-------- DATASET RECORDS

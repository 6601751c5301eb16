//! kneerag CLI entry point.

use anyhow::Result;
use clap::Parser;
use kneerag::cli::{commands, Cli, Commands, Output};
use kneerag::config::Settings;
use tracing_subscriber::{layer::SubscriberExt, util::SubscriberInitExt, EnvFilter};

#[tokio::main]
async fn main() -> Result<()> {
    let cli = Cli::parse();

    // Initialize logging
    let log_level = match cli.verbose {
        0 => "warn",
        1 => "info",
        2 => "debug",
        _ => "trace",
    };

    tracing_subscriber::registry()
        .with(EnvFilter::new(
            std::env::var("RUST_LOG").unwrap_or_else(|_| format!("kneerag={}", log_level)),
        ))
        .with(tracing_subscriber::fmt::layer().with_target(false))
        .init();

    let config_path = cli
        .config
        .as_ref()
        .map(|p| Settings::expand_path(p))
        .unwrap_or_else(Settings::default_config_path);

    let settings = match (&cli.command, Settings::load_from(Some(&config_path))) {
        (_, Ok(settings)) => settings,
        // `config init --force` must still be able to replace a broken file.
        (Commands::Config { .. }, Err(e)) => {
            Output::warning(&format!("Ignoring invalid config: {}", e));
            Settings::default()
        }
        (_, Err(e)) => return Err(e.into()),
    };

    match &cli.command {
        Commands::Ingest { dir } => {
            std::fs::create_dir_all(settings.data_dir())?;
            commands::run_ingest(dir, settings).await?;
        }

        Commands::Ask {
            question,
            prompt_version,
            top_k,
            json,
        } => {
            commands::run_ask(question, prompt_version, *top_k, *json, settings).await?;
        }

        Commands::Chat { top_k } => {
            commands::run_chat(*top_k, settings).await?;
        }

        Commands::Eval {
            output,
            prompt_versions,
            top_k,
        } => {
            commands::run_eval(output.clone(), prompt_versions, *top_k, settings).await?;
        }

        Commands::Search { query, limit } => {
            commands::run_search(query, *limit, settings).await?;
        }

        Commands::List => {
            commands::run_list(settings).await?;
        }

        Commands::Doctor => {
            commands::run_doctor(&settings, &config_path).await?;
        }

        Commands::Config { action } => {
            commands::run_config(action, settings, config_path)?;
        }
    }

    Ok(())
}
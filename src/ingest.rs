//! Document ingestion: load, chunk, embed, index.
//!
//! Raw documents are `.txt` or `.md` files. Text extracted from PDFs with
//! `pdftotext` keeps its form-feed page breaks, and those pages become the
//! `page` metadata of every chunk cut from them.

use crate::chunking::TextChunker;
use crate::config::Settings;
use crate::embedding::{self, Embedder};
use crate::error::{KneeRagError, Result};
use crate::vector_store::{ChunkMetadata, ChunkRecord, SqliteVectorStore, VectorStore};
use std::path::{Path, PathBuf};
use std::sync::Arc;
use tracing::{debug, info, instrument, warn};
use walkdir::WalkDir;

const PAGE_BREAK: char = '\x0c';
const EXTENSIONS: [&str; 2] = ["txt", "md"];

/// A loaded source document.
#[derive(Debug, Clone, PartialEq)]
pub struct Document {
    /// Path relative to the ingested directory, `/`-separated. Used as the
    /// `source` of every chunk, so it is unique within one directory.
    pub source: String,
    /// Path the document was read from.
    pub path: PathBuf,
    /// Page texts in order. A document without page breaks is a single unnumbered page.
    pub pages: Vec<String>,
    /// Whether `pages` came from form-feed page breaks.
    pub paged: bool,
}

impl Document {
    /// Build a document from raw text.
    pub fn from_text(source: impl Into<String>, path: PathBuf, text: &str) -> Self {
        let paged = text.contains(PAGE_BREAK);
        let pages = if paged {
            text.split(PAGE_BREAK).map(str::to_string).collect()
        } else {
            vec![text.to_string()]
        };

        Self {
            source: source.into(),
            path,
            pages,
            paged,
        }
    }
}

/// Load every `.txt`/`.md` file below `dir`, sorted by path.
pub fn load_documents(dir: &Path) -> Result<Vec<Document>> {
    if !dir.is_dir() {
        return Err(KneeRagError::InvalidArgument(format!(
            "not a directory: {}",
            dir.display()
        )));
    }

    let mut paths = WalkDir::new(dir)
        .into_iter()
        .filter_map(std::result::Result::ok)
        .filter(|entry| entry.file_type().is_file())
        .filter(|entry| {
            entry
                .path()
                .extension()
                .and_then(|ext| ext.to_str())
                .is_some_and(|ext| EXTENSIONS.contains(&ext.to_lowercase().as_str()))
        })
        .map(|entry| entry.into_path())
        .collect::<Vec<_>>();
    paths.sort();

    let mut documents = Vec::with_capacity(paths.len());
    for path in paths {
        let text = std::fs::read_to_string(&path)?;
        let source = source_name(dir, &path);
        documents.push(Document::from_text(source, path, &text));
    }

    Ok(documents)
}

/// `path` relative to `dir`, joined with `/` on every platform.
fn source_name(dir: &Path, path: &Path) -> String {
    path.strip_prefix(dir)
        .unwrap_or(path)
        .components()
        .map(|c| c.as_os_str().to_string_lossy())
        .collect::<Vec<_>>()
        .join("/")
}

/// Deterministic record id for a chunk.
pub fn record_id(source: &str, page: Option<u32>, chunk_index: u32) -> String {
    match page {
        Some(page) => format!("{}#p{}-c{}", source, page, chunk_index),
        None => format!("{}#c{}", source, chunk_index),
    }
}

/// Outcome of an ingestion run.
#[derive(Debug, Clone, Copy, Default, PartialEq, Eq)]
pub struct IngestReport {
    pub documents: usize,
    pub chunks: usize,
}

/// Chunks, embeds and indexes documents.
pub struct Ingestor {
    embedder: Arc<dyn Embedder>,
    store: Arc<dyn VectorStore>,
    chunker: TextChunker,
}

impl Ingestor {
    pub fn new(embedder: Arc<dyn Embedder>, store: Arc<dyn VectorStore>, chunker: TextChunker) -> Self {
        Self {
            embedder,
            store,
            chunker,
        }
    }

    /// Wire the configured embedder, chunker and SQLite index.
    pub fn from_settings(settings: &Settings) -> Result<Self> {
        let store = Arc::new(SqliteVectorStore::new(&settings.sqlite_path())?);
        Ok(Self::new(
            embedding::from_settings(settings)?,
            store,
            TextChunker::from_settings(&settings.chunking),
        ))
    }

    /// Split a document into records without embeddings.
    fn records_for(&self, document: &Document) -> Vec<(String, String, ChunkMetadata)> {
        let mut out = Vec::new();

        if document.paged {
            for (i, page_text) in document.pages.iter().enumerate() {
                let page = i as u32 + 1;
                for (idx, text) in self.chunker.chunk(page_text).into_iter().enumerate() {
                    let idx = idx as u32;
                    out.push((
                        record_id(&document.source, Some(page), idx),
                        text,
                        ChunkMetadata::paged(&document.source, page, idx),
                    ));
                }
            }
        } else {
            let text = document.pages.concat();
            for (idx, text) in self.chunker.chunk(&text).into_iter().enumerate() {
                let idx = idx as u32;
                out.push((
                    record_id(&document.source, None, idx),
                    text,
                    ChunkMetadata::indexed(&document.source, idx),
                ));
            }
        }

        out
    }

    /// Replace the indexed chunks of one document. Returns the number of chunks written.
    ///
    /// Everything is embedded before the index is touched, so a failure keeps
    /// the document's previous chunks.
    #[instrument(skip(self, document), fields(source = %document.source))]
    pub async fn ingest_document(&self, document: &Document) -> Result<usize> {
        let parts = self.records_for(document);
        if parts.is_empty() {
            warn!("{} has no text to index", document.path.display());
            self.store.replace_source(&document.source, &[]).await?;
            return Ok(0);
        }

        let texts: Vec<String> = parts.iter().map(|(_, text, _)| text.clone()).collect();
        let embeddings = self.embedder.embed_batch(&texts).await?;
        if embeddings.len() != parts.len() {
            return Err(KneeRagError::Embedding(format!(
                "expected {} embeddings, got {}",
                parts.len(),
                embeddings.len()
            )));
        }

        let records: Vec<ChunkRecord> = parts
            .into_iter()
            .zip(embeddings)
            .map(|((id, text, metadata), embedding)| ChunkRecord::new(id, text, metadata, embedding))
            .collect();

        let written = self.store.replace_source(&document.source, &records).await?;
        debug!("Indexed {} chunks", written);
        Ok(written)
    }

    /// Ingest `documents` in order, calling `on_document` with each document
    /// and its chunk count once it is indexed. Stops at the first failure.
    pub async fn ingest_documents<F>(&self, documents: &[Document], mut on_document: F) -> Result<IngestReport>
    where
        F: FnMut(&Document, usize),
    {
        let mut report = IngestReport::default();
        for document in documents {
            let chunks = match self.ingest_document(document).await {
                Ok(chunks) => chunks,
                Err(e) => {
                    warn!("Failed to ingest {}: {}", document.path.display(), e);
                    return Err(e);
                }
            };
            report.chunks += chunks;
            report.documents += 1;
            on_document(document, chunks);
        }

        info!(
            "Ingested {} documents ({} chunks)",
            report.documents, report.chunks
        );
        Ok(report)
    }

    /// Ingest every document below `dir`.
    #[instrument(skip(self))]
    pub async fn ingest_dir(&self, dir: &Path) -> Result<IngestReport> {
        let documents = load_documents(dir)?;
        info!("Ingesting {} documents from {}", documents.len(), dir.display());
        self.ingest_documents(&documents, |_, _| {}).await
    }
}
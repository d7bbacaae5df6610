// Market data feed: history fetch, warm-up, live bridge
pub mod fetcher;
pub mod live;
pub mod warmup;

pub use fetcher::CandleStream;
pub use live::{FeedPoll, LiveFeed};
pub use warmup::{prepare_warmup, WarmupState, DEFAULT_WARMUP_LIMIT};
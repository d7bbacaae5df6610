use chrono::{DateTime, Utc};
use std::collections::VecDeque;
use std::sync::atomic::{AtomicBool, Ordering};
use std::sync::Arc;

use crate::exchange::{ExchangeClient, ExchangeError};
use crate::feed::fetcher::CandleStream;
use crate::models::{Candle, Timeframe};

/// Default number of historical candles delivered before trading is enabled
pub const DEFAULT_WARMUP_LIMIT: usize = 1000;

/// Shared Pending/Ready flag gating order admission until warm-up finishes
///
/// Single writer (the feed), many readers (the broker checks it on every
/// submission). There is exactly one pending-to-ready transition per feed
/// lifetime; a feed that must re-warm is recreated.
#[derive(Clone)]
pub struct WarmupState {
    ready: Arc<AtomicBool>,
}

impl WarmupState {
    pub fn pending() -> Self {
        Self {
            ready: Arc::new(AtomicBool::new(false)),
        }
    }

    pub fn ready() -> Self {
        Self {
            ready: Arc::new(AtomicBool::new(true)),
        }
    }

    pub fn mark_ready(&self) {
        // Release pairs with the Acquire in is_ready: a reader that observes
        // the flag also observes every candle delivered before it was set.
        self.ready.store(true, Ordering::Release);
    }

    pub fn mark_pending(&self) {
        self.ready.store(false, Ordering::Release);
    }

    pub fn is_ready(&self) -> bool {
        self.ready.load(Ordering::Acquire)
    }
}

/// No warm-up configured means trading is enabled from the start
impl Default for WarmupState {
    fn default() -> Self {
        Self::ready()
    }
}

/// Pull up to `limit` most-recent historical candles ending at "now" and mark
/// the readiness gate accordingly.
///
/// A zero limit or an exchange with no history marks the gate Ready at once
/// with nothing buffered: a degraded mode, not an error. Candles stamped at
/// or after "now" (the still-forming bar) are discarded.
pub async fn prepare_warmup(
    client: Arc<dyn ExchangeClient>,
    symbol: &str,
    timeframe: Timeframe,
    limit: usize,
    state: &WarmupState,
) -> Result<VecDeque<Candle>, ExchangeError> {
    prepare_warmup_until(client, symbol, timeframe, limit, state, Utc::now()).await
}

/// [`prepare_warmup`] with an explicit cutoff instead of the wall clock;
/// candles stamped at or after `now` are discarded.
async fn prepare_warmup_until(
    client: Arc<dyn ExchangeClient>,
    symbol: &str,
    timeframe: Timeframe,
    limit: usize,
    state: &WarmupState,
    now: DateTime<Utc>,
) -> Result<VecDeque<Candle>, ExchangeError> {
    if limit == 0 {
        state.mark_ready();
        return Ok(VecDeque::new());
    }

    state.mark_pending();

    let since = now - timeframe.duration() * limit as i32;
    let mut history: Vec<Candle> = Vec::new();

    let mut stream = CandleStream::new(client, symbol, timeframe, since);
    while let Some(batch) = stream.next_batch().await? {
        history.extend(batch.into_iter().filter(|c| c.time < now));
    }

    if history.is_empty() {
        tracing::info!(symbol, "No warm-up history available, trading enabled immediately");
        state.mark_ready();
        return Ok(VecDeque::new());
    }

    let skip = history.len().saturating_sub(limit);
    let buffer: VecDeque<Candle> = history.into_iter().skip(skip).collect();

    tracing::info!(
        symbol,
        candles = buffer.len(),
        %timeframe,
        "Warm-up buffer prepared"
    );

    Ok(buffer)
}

----------------

- [TASK GOAL]
Please output exactly the lines between the one holding "on_document(document, chunks);" and the one holding "pub fn is_ready(&self)" in the records above, inclusive, and nothing more.

- [TASK RESPONSE]
            on_document(document, chunks);
        }

        info!(
            "Ingested {} documents ({} chunks)",
            report.documents, report.chunks
        );
        Ok(report)
    }

    /// Ingest every document below `dir`.
    #[instrument(skip(self))]
    pub async fn ingest_dir(&self, dir: &Path) -> Result<IngestReport> {
        let documents = load_documents(dir)?;
        info!("Ingesting {} documents from {}", documents.len(), dir.display());
        self.ingest_documents(&documents, |_, _| {}).await
    }
}
repository d7bbacaae5df6610
// Market data feed: history fetch, warm-up, live bridge
pub mod fetcher;
pub mod live;
pub mod warmup;

pub use fetcher::CandleStream;
pub use live::{FeedPoll, LiveFeed};
pub use warmup::{prepare_warmup, WarmupState, DEFAULT_WARMUP_LIMIT};
repository d7bbacaae5df6610
use chrono::{DateTime, Utc};
use std::collections::VecDeque;
use std::sync::atomic::{AtomicBool, Ordering};
use std::sync::Arc;

use crate::exchange::{ExchangeClient, ExchangeError};
use crate::feed::fetcher::CandleStream;
use crate::models::{Candle, Timeframe};

/// Default number of historical candles delivered before trading is enabled
pub const DEFAULT_WARMUP_LIMIT: usize = 1000;

/// Shared Pending/Ready flag gating order admission until warm-up finishes
///
/// Single writer (the feed), many readers (the broker checks it on every
/// submission). There is exactly one pending-to-ready transition per feed
/// lifetime; a feed that must re-warm is recreated.
#[derive(Clone)]
pub struct WarmupState {
    ready: Arc<AtomicBool>,
}

impl WarmupState {
    pub fn pending() -> Self {
        Self {
            ready: Arc::new(AtomicBool::new(false)),
        }
    }

    pub fn ready() -> Self {
        Self {
            ready: Arc::new(AtomicBool::new(true)),
        }
    }

    pub fn mark_ready(&self) {
        // Release pairs with the Acquire in is_ready: a reader that observes
        // the flag also observes every candle delivered before it was set.
        self.ready.store(true, Ordering::Release);
    }

    pub fn mark_pending(&self) {
        self.ready.store(false, Ordering::Release);
    }

    pub fn is_ready(&self) -> bool {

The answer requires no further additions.